[Task directions]
Quote only the lines from the top of the listing below down to and including the line with "-- never on".

[Study material]
• • • • •

//! Task state machine, match engine and repository trait definitions for
//! Tasklane.
//!
//! This crate defines the "ports" (repository traits) that the infrastructure
//! layer implements. It depends only on `tasklane-types` -- never on
//! `tasklane-infra` or any database/IO crate.

pub mod cache;
pub mod engine;
pub mod event;
pub mod expression;
pub mod graph;
pub mod hash;
pub mod hooks;
pub mod limiter;
pub mod matching;
pub mod replay;
pub mod repository;
pub mod trigger;

pub use engine::{EngineError, TaskEngine};
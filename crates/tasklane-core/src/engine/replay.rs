//! Replaying finalized runs from a set of tasks.
//!
//! The requested tasks and everything downstream of them run again. Subtree
//! roots are replayed in place right away; the rest get fresh fan-in matches
//! targeting their existing task, with conditions on parents outside the
//! subtree pre-satisfied from the parents' last outcome.

use std::collections::{BTreeMap, HashMap, HashSet};

use serde_json::Value;
use tasklane_types::dag::Dag;
use tasklane_types::matching::{MatchTarget, NewMatch, TriggerTarget};
use tasklane_types::payload::{PayloadKey, PayloadType};
use tasklane_types::task::{Task, TaskIdInsertedAt, TaskInitialState, TaskInput, TenantId};
use tasklane_types::workflow::{JobKind, WorkflowVersion};
use uuid::Uuid;

use super::create::ReplayTaskOpts;
use super::{EngineError, TaskEngine, TxContext};
use crate::graph::StepGraph;
use crate::hash::advisory_lock_key;
use crate::replay::{
    on_failure_siblings, preflight, presatisfy_outside_parents, replay_subtree, HistoricalOutcome,
};
use crate::repository::Gateway;
use crate::trigger::builder::{fan_in_conditions, on_failure_conditions};

pub const REPLAY_LOCK: &str = "replay-tasks";

/// Lock name guarding one workflow run against concurrent replays.
pub fn run_lock_name(run_id: Uuid) -> String {
    format!("run:{run_id}")
}

fn run_lock(tenant: TenantId, run_id: Uuid) -> i64 {
    advisory_lock_key(tenant, &run_lock_name(run_id))
}

#[derive(Debug, Clone, Default)]
pub struct ReplayResult {
    /// False when another replay held the tenant lock; nothing was done.
    pub acquired: bool,
    /// Subtree roots replayed in place.
    pub replayed: Vec<Task>,
    /// Downstream tasks now waiting on their parents again.
    pub deferred: Vec<TaskIdInsertedAt>,
    /// Requested tasks left alone: unknown, locked or not finalized.
    pub discarded: Vec<TaskIdInsertedAt>,
}

impl<G: Gateway> TaskEngine<G> {
    #[tracing::instrument(skip(self, keys), fields(tenant_id = %tenant, count = keys.len()))]
    pub async fn replay_tasks(
        &self,
        tenant: TenantId,
        keys: &[TaskIdInsertedAt],
    ) -> Result<ReplayResult, EngineError> {
        let mut ctx = self.begin(tenant).await?;
        let lock = advisory_lock_key(tenant, REPLAY_LOCK);
        if self
            .gateway
            .try_advisory_locks(&mut ctx.tx, &[lock])
            .await?
            .is_empty()
        {
            self.gateway.rollback(ctx.tx).await?;
            tracing::info!("another replay holds the tenant lock");
            return Ok(ReplayResult::default());
        }

        let mut result = ReplayResult {
            acquired: true,
            ..ReplayResult::default()
        };
        let requested = self.gateway.get_tasks(&mut ctx.tx, tenant, keys).await?;
        for key in keys {
            if !requested.iter().any(|t| t.key() == *key) {
                result.discarded.push(*key);
            }
        }

        let mut by_run: BTreeMap<Uuid, Vec<&Task>> = BTreeMap::new();
        for task in &requested {
            by_run.entry(task.workflow_run_id).or_default().push(task);
        }

        let run_ids: Vec<Uuid> = by_run.keys().copied().collect();
        let lock_keys: Vec<i64> = run_ids.iter().map(|id| run_lock(tenant, *id)).collect();
        let locked = self
            .gateway
            .try_advisory_locks(&mut ctx.tx, &lock_keys)
            .await?;
        let mut lockable = Vec::new();
        for (run_id, lock_key) in run_ids.iter().zip(&lock_keys) {
            if locked.contains(lock_key) {
                lockable.push(*run_id);
            } else {
                tracing::warn!(run_id = %run_id, "run is locked by another operation, discarding");
                result
                    .discarded
                    .extend(by_run[run_id].iter().map(|t| t.key()));
            }
        }
        if lockable.is_empty() {
            self.finish(ctx).await?;
            return Ok(result);
        }

        let all_tasks = self
            .gateway
            .list_tasks_for_runs(&mut ctx.tx, tenant, &lockable)
            .await?;
        let dags: HashMap<Uuid, Dag> = self
            .gateway
            .get_dags_by_external_ids(&mut ctx.tx, tenant, &lockable)
            .await?
            .into_iter()
            .map(|d| (d.external_id, d))
            .collect();

        for run_id in lockable {
            let run_tasks: Vec<&Task> = all_tasks
                .iter()
                .filter(|t| t.workflow_run_id == run_id)
                .collect();
            let dag = dags.get(&run_id);
            let step_count = dag.map(|d| d.total_tasks.max(0) as usize).unwrap_or(1);
            if !preflight(&run_tasks, step_count) {
                tracing::warn!(run_id = %run_id, "run is not finalized, discarding replay");
                result
                    .discarded
                    .extend(by_run[&run_id].iter().map(|t| t.key()));
                continue;
            }

            let version = self
                .load_version(&mut ctx, run_tasks[0].workflow_version_id)
                .await?;
            let requested_steps: Vec<&str> = by_run[&run_id]
                .iter()
                .map(|t| t.step_readable_id.as_str())
                .collect();
            self.replay_run(&mut ctx, &version, dag, &run_tasks, &requested_steps, &mut result)
                .await?;
        }

        self.finish(ctx).await?;
        tracing::info!(
            replayed = result.replayed.len(),
            deferred = result.deferred.len(),
            discarded = result.discarded.len(),
            "replay finished"
        );
        Ok(result)
    }

    async fn replay_run(
        &self,
        ctx: &mut TxContext<G::Tx>,
        version: &WorkflowVersion,
        dag: Option<&Dag>,
        run_tasks: &[&Task],
        requested: &[&str],
        result: &mut ReplayResult,
    ) -> Result<(), EngineError> {
        let graph =
            StepGraph::build(&version.steps).map_err(|e| EngineError::InvalidInput(e.to_string()))?;
        let subtree = replay_subtree(version, &graph, requested);
        let roots = graph.subtree_roots(&subtree);
        let task_of: HashMap<&str, &Task> = run_tasks
            .iter()
            .map(|t| (t.step_readable_id.as_str(), *t))
            .collect();

        // Outcomes must be read before any task of the run is reset.
        let keys: Vec<TaskIdInsertedAt> = run_tasks.iter().map(|t| t.key()).collect();
        let events = self
            .gateway
            .list_current_terminal_events(&mut ctx.tx, ctx.tenant, &keys)
            .await?;
        let payload_keys: Vec<PayloadKey> = events
            .iter()
            .map(|e| PayloadKey::new(e.id, e.inserted_at, PayloadType::TaskEventData))
            .collect();
        let mut payloads = self
            .gateway
            .retrieve_payloads(&mut ctx.tx, ctx.tenant, &payload_keys)
            .await?;
        let mut history: HashMap<&str, HistoricalOutcome> = HashMap::new();
        for event in events {
            let Some(task) = run_tasks.iter().find(|t| t.key() == event.task_key()) else {
                continue;
            };
            let key = PayloadKey::new(event.id, event.inserted_at, PayloadType::TaskEventData);
            let data = payloads.remove(&key).unwrap_or(Value::Null);
            history.insert(task.step_readable_id.as_str(), HistoricalOutcome { event, data });
        }

        let root_opts: Vec<ReplayTaskOpts> = roots
            .iter()
            .filter_map(|step| task_of.get(step.readable_id.as_str()))
            .map(|task| ReplayTaskOpts {
                task: task.key(),
                input: None,
                initial_state: TaskInitialState::Queued,
                initial_state_reason: None,
            })
            .collect();
        let replayed = self.replay_in_place(ctx, root_opts).await?;
        result.replayed.extend(replayed);

        let root_ids: HashSet<&str> = roots.iter().map(|s| s.readable_id.as_str()).collect();
        let downstream: Vec<&Task> = version
            .sorted_steps()
            .into_iter()
            .filter(|s| subtree.contains(s.readable_id.as_str()))
            .filter(|s| !root_ids.contains(s.readable_id.as_str()))
            .filter_map(|s| task_of.get(s.readable_id.as_str()).copied())
            .collect();
        if downstream.is_empty() {
            return Ok(());
        }

        let downstream_keys: Vec<TaskIdInsertedAt> = downstream.iter().map(|t| t.key()).collect();
        self.gateway
            .reset_for_replay(&mut ctx.tx, ctx.tenant, &downstream_keys)
            .await?;

        let run_input = match dag {
            Some(dag) => {
                let key = PayloadKey::new(dag.id, dag.inserted_at, PayloadType::DagInput);
                self.gateway
                    .retrieve_payloads(&mut ctx.tx, ctx.tenant, &[key])
                    .await?
                    .remove(&key)
                    .unwrap_or(Value::Null)
            }
            None => Value::Null,
        };
        let external_id = |readable: &str| task_of.get(readable).map(|t| t.external_id);

        let mut new_matches = Vec::with_capacity(downstream.len());
        for task in &downstream {
            let step = version
                .step(task.step_id)
                .ok_or(EngineError::UnknownStep(task.step_id))?;
            let mut conditions = if step.job_kind == JobKind::OnFailure {
                let siblings: Vec<(&str, Uuid)> = on_failure_siblings(version)
                    .into_iter()
                    .filter_map(|id| Some((id, external_id(id)?)))
                    .collect();
                on_failure_conditions(&siblings)
            } else {
                let parents: Vec<(&str, Uuid)> = step
                    .parents
                    .iter()
                    .filter_map(|p| Some((p.as_str(), external_id(p)?)))
                    .collect();
                fan_in_conditions(step, &parents)
            };
            presatisfy_outside_parents(&self.evaluator, &mut conditions, &subtree, &history);

            new_matches.push(NewMatch {
                target: MatchTarget::Trigger(Box::new(TriggerTarget {
                    dag: dag.map(Dag::dag_ref),
                    workflow_id: task.workflow_id,
                    workflow_version_id: task.workflow_version_id,
                    step_id: task.step_id,
                    step_readable_id: task.step_readable_id.clone(),
                    external_id: task.external_id,
                    workflow_run_id: task.workflow_run_id,
                    priority: Some(task.priority),
                    additional_metadata: task.additional_metadata.clone(),
                    parent: task.parent.clone(),
                    existing_task: Some(task.key()),
                    input: TaskInput::new(run_input.clone()),
                })),
                conditions,
            });
        }

        let inserted = self
            .gateway
            .insert_matches(&mut ctx.tx, ctx.tenant, &new_matches)
            .await?;
        result.deferred.extend(downstream_keys);
        let ids: Vec<i64> = inserted.iter().map(|m| m.id).collect();
        self.fire_ready_matches(ctx, &ids).await
    }
}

• • • • •

[Answer box]
//! Task state machine, match engine and repository trait definitions for
//! Tasklane.
//!
//! This crate defines the "ports" (repository traits) that the infrastructure
//! layer implements. It depends only on `tasklane-types` -- never on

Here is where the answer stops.